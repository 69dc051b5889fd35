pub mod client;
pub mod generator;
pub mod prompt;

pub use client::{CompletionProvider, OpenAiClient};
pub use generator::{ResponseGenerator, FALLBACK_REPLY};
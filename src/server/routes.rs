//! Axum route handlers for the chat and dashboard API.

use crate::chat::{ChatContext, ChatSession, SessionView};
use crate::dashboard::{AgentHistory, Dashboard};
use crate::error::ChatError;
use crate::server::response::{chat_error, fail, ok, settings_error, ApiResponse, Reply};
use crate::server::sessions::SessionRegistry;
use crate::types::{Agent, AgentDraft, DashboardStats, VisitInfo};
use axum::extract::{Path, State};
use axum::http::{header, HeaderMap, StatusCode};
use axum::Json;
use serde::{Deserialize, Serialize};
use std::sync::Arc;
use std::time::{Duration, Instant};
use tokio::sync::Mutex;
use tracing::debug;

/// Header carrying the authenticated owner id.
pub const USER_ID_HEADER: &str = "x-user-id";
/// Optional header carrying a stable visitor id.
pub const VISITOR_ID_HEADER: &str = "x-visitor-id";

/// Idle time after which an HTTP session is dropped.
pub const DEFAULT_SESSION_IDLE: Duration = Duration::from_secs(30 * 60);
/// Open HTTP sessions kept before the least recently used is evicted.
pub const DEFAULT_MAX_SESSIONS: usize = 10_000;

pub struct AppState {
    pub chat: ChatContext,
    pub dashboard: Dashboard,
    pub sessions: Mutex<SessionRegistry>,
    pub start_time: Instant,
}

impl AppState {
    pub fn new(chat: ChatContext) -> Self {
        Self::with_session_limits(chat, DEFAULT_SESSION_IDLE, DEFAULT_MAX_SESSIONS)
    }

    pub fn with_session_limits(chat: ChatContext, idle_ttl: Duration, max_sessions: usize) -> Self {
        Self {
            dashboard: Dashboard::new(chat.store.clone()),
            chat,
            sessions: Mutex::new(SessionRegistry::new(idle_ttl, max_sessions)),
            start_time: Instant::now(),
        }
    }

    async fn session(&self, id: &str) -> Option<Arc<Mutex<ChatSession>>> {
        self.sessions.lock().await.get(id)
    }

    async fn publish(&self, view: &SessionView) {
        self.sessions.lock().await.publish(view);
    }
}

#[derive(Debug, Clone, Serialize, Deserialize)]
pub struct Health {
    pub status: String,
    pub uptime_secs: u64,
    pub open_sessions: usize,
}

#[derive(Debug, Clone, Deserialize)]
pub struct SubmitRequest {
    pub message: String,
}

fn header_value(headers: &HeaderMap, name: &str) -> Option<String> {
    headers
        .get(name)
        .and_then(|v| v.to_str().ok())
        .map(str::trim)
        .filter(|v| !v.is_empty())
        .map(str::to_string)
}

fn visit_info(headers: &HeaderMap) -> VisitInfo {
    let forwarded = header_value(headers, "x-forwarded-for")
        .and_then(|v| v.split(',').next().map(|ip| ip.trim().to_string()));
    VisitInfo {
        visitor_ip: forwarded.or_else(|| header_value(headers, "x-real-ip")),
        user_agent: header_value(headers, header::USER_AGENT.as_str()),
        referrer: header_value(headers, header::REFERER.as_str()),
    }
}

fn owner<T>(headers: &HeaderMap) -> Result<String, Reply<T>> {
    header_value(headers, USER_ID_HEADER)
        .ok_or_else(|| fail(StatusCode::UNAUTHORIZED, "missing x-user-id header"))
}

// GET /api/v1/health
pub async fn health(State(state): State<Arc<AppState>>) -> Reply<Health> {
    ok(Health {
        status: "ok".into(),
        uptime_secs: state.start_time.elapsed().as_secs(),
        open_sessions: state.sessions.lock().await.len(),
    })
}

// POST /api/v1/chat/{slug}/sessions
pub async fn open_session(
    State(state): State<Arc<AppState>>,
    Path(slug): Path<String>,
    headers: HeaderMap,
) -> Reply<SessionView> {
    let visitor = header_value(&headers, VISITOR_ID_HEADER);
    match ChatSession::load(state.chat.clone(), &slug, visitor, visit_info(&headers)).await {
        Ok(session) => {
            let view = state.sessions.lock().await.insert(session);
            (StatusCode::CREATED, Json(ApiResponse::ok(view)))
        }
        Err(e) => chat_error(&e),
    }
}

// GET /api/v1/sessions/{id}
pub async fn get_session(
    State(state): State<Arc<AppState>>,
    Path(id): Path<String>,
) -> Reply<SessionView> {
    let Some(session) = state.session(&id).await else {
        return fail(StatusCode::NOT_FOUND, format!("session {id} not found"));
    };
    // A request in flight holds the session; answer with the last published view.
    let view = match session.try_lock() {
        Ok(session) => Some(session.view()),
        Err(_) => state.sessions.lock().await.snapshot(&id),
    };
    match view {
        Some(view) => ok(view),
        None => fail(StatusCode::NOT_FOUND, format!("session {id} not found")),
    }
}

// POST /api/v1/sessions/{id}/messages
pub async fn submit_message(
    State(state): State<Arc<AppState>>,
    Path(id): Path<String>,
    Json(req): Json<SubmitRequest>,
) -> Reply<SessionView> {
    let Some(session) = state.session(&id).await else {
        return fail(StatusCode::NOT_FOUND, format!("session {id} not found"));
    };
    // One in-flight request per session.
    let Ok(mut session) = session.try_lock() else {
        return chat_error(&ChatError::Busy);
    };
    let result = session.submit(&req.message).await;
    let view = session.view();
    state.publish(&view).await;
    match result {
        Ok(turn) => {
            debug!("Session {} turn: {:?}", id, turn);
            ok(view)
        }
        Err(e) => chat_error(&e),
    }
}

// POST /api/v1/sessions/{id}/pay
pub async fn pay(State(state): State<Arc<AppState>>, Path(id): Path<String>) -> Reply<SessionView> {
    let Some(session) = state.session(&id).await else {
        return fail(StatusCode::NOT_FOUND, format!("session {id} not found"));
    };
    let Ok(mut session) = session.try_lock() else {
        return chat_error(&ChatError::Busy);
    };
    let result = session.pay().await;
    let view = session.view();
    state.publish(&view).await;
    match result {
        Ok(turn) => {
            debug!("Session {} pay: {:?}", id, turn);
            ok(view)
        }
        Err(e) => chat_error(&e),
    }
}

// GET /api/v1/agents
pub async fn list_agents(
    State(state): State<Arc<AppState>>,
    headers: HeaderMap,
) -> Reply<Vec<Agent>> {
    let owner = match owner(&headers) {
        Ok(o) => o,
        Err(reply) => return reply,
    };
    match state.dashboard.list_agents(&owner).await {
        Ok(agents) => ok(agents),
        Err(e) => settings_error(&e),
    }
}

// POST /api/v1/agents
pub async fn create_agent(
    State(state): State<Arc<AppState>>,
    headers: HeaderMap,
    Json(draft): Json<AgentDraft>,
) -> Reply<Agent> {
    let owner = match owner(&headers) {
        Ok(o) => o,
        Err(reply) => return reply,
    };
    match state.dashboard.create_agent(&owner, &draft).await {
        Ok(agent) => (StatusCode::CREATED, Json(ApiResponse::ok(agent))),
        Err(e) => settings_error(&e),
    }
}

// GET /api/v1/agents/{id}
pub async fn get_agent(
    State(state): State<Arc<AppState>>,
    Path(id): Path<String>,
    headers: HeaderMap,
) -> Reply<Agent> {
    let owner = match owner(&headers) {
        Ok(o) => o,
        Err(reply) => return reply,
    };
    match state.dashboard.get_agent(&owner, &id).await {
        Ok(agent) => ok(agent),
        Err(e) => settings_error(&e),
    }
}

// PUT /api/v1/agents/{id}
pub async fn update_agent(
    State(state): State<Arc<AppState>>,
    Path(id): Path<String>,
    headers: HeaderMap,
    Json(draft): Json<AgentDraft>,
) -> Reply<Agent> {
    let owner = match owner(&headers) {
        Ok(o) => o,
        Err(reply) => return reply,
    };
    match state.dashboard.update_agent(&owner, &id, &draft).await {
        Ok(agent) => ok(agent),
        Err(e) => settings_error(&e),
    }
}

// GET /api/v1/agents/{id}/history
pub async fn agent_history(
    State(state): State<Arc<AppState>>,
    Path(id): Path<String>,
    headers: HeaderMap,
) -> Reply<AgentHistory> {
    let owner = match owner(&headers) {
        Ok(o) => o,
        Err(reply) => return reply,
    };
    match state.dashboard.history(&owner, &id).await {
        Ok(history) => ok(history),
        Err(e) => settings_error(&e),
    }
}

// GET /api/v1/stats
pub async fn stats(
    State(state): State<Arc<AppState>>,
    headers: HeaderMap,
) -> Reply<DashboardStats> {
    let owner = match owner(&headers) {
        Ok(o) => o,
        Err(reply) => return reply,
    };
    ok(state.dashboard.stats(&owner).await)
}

☆ ☆ ☆ ☆ ☆ ☆ ☆

■ **What is required**
Looking at the material above, please copy exactly every line from its first line through the line containing "stable visitor id.", with both ends included and nothing else.

■ **Written solution**
repository 69dc051b5889fd35
pub mod client;
pub mod generator;
pub mod prompt;

pub use client::{CompletionProvider, OpenAiClient};
pub use generator::{ResponseGenerator, FALLBACK_REPLY};
filename src/server/routes.rs
//! Axum route handlers for the chat and dashboard API.

use crate::chat::{ChatContext, ChatSession, SessionView};
use crate::dashboard::{AgentHistory, Dashboard};
use crate::error::ChatError;
use crate::server::response::{chat_error, fail, ok, settings_error, ApiResponse, Reply};
use crate::server::sessions::SessionRegistry;
use crate::types::{Agent, AgentDraft, DashboardStats, VisitInfo};
use axum::extract::{Path, State};
use axum::http::{header, HeaderMap, StatusCode};
use axum::Json;
use serde::{Deserialize, Serialize};
use std::sync::Arc;
use std::time::{Duration, Instant};
use tokio::sync::Mutex;
use tracing::debug;

/// Header carrying the authenticated owner id.
pub const USER_ID_HEADER: &str = "x-user-id";
/// Optional header carrying a stable visitor id.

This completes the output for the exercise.